Ubuntu 20.04.3 desktop (Cinnamon) - SSH disconnects when user logs off the desktop!
Bo Berglund
bo.berglund at gmail.com
Sun Jan 23 22:40:19 UTC 2022
On Mon, 24 Jan 2022 08:22:19 +1100, Karl Auer <kauer at biplane.com.au> wrote:
>I often set up a cron job that reboots to clear iptables; if I lock
>myself out, a reboot will save me in five minutes. There are watchdogs
>out there that look for failures and reboot. And a natural process
>could be something like overheating. Just examples, I'm not suggesting
>any of these are actually the case.
My reporter is a cron job (user crontab -e)
With this line:
@reboot /home/bosse/bin/ipreport.sh 60 > /dev/null 2>&1
>The mystery for me is why logging in to the desktop stops the reboots!
>
>What does "last | head" show?
Cannot say, see below...
>
>Also try disconnecting everything you can from the system - keyboard,
>mouse, network, monitors, USB hubs, headphones/speakers/microphones,
>external drives etc - and see if these reboots keep happening.
The only connections are:
- Power adapter
- LAN cable
- DisplayPort monitor cable
- The Logitech keyboard USB receiver
What I did in the afternoon was to use the remaining space on the drive to
install ubuntu-mate-20.04.3-desktop-amd64 in order to check if that would be
better.
It turns out that it too reboots the same way only with a longer period of a bit
over 10 minutes. And this happens also when the desktop is logged into.
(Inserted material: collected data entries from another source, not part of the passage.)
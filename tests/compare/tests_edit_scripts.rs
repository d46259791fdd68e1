//! Edit scripts of small top-level and body edits

use enc::SyntaxTree;
use enc::compare::{BodyMatch, EditKind, Match, MatchingDistance, TopSyntaxComparer};
use enc::parser::SyntaxKind;
use enc::syntax::NodeRef;
use rstest::rstest;

fn top_edits(old: &str, new: &str) -> Vec<(EditKind, SyntaxKind)> {
    let old = SyntaxTree::parse(old);
    let new = SyntaxTree::parse(new);
    let m = Match::new(TopSyntaxComparer::new(), old.root(), new.root());
    m.edit_script().iter().map(|e| (e.kind(), e.node().kind())).collect()
}

fn first_block(tree: &SyntaxTree) -> NodeRef<'_> {
    tree.root()
        .descendants()
        .find(|n| n.kind() == SyntaxKind::BLOCK)
        .unwrap()
}

fn body_edits(old: &str, new: &str) -> Vec<(EditKind, SyntaxKind)> {
    let old = SyntaxTree::parse(&format!("class C {{ void M() {{ {old} }} }}"));
    let new = SyntaxTree::parse(&format!("class C {{ void M() {{ {new} }} }}"));
    let (old_body, new_body) = (first_block(&old), first_block(&new));
    let m = BodyMatch::compute(old_body, new_body, &[], MatchingDistance::MAX);
    m.root().edit_script().iter().map(|e| (e.kind(), e.node().kind())).collect()
}

#[rstest]
#[case(
    "class C { void M() { } }",
    "class C { void M<T>() { } }",
    vec![(EditKind::Insert, SyntaxKind::TYPE_PARAMETER_LIST), (EditKind::Insert, SyntaxKind::TYPE_PARAMETER)]
)]
#[case(
    "class C { }",
    "class C { void M() { } }",
    vec![(EditKind::Insert, SyntaxKind::METHOD_DECLARATION), (EditKind::Insert, SyntaxKind::PARAMETER_LIST)]
)]
#[case(
    "class C { void M() { } }",
    "class C { }",
    vec![(EditKind::Delete, SyntaxKind::METHOD_DECLARATION), (EditKind::Delete, SyntaxKind::PARAMETER_LIST)]
)]
#[case(
    "class C { void M() { } } class D { }",
    "class C { } class D { void M() { } }",
    vec![(EditKind::Move, SyntaxKind::METHOD_DECLARATION)]
)]
#[case("enum E { A }", "enum E { B }", vec![(EditKind::Update, SyntaxKind::ENUM_MEMBER_DECLARATION)])]
#[case(
    "class C { void M(int a) { } }",
    "class C { void M(long a) { } }",
    vec![(EditKind::Update, SyntaxKind::PARAMETER)]
)]
#[case(
    "class C { void M() { F(1); } }",
    "class C { void M() { F(2); } }",
    vec![(EditKind::Update, SyntaxKind::METHOD_DECLARATION)]
)]
fn test_top_level_edit_script(#[case] old: &str, #[case] new: &str, #[case] expected: Vec<(EditKind, SyntaxKind)>) {
    assert_eq!(top_edits(old, new), expected);
}

#[test]
fn test_reordered_fields_yield_reorder() {
    let edits = top_edits("class C { int a; int b; }", "class C { int b; int a; }");
    assert_eq!(edits, vec![(EditKind::Reorder, SyntaxKind::FIELD_DECLARATION)]);
}

#[rstest]
#[case("return 1;", "return 2;", vec![(EditKind::Update, SyntaxKind::RETURN_STATEMENT)])]
#[case("F(); G();", "G(); F();", vec![(EditKind::Reorder, SyntaxKind::EXPRESSION_STATEMENT)])]
#[case("if (a) { F(); }", "if (a) { } F();", vec![(EditKind::Move, SyntaxKind::EXPRESSION_STATEMENT)])]
#[case("F();", "F(); G();", vec![(EditKind::Insert, SyntaxKind::EXPRESSION_STATEMENT)])]
#[case("F(); G();", "G();", vec![(EditKind::Delete, SyntaxKind::EXPRESSION_STATEMENT)])]
#[case("F(x => x);", "F(x => x + 1);", vec![])]
fn test_body_edit_script(#[case] old: &str, #[case] new: &str, #[case] expected: Vec<(EditKind, SyntaxKind)>) {
    assert_eq!(body_edits(old, new), expected);
}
So then I used GParted to create a bit more space in order to install Ubuntu
Server 20, basically giving up on the GUI part since that is not how the
computer will be used normally.
However, it seems like the server installer is not as clever as the Ubuntu
Desktop installers so it trashed the drive! Cannot find operating system!
The efi partition was not created as the desktop installers did..
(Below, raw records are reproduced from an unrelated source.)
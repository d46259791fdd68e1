//! Matching of member bodies including nested lambda bodies.

use crate::syntax::NodeRef;

use super::edit_script::EditScript;
use super::matching::Match;
use super::statement::StatementSyntaxComparer;

pub type StatementMatch<'t> = Match<'t, StatementSyntaxComparer<'t>>;

/// Statement match of one body plus the matches of the bodies of its
/// matched lambdas and local functions
#[derive(Debug, Clone)]
pub struct BodyMatch<'t> {
    root: StatementMatch<'t>,
    nested: Vec<NestedBodyMatch<'t>>,
}

/// Match of the bodies of two matched nested functions
#[derive(Debug, Clone)]
pub struct NestedBodyMatch<'t> {
    pub old_function: NodeRef<'t>,
    pub new_function: NodeRef<'t>,
    pub body: BodyMatch<'t>,
}

impl<'t> BodyMatch<'t> {
    /// Match `old_body` against `new_body`. Known matches are applied to the
    /// body that directly contains them.
    pub fn compute(
        old_body: NodeRef<'t>,
        new_body: NodeRef<'t>,
        known_matches: &[(NodeRef<'t>, NodeRef<'t>)],
        max_distance: f64,
    ) -> Self {
        let own: Vec<_> = known_matches
            .iter()
            .copied()
            .filter(|(old, new)| {
                directly_contains(old_body, *old) && directly_contains(new_body, *new)
            })
            .collect();

        let comparer = StatementSyntaxComparer::new(old_body, new_body);
        let root = Match::with_known_matches(comparer, old_body, new_body, &own, max_distance);

        let nested = root
            .matches()
            .into_iter()
            .filter(|(old, new)| old.kind().is_nested_function() && new.kind().is_nested_function())
            .filter_map(|(old, new)| {
                let old_inner = old.nested_function_body()?;
                let new_inner = new.nested_function_body()?;
                Some(NestedBodyMatch {
                    old_function: old,
                    new_function: new,
                    body: BodyMatch::compute(old_inner, new_inner, known_matches, max_distance),
                })
            })
            .collect();

        Self { root, nested }
    }

    pub fn root(&self) -> &StatementMatch<'t> {
        &self.root
    }

    pub fn nested(&self) -> &[NestedBodyMatch<'t>] {
        &self.nested
    }

    /// This body's match followed by the nested ones, outermost first
    pub fn all_matches(&self) -> Vec<&StatementMatch<'t>> {
        let mut result = vec![&self.root];
        for nested in &self.nested {
            result.extend(nested.body.all_matches());
        }
        result
    }

    /// The match whose old body directly contains `old`
    pub fn match_containing_old(&self, old: NodeRef<'t>) -> Option<&StatementMatch<'t>> {
        self.all_matches()
            .into_iter()
            .find(|m| directly_contains(m.old_root(), old))
    }

    /// The match whose new body directly contains `new`
    pub fn match_containing_new(&self, new: NodeRef<'t>) -> Option<&StatementMatch<'t>> {
        self.all_matches()
            .into_iter()
            .find(|m| directly_contains(m.new_root(), new))
    }

    pub fn partner_in_new(&self, old: NodeRef<'t>) -> Option<NodeRef<'t>> {
        self.all_matches().into_iter().find_map(|m| m.partner_in_new(old))
    }

    pub fn partner_in_old(&self, new: NodeRef<'t>) -> Option<NodeRef<'t>> {
        self.all_matches().into_iter().find_map(|m| m.partner_in_old(new))
    }

    /// Edit scripts of every match, outermost first
    pub fn edit_scripts(&self) -> Vec<(&StatementMatch<'t>, EditScript<'t>)> {
        self.all_matches()
            .into_iter()
            .map(|m| (m, m.edit_script()))
            .collect()
    }
}

/// `node` is `body` or lies in it without crossing a nested function
pub fn directly_contains(body: NodeRef<'_>, node: NodeRef<'_>) -> bool {
    if body.id() != node.id() && !body.is_ancestor_of(node) {
        return false;
    }
    !node
        .ancestors()
        .skip(1)
        .take_while(|a| a.id() != body.id())
        .any(|a| a.kind().is_nested_function())
}

#[cfg(test)]
mod tests {
    use super::*;
    use crate::compare::EditKind;
    use crate::compare::MatchingDistance;
    use crate::parser::SyntaxKind;
    use crate::syntax::SyntaxTree;

    fn body(tree: &SyntaxTree) -> NodeRef<'_> {
        tree.root()
            .descendants()
            .find(|n| n.kind() == SyntaxKind::METHOD_DECLARATION)
            .and_then(|m| m.child_node(SyntaxKind::BLOCK))
            .unwrap()
    }

    #[test]
    fn test_nested_lambda_bodies_are_matched() {
        let old = SyntaxTree::parse("class C { void M() { F(x => { G(x); }); } }");
        let new = SyntaxTree::parse("class C { void M() { F(x => { G(x); H(); }); } }");
        let m = BodyMatch::compute(body(&old), body(&new), &[], MatchingDistance::MAX);
        assert_eq!(m.nested().len(), 1);

        let scripts = m.edit_scripts();
        assert!(scripts[0].1.is_empty());
        let inner: Vec<_> = scripts[1].1.iter().map(|e| e.kind()).collect();
        assert_eq!(inner, vec![EditKind::Insert]);
    }

    #[test]
    fn test_partner_lookup_reaches_lambda_bodies() {
        let source = "class C { void M() { F(() => { return; }); } }";
        let old = SyntaxTree::parse(source);
        let new = SyntaxTree::parse(source);
        let m = BodyMatch::compute(body(&old), body(&new), &[], MatchingDistance::MAX);
        let ret = old
            .root()
            .descendants()
            .find(|n| n.kind() == SyntaxKind::RETURN_STATEMENT)
            .unwrap();
        let partner = m.partner_in_new(ret).unwrap();
        assert_eq!(partner.range(), ret.range());
        assert!(m.root().partner_in_new(ret).is_none());
    }

    #[test]
    fn test_directly_contains_stops_at_lambdas() {
        let tree = SyntaxTree::parse("class C { void M() { F(() => { return; }); } }");
        let root = body(&tree);
        let ret = tree
            .root()
            .descendants()
            .find(|n| n.kind() == SyntaxKind::RETURN_STATEMENT)
            .unwrap();
        assert!(!directly_contains(root, ret));
        assert!(directly_contains(root, root));
    }
}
So I no longer have access to the two Ubuntus I installed previously.
Their partitions were both gone.
So tonight I made a final attempt at installing linuxmint-20.3-cinnamon-64bit
and it too is rebooting, in this case 11 minutes after I logged out from the
desktop to the login screen... :(
I have now reached the next reboot yet so I can time the cycle: 673 s this time.
I will let it run like this for an hour or so and then inspect the log the
reporter creates to get a handle on the repeatability.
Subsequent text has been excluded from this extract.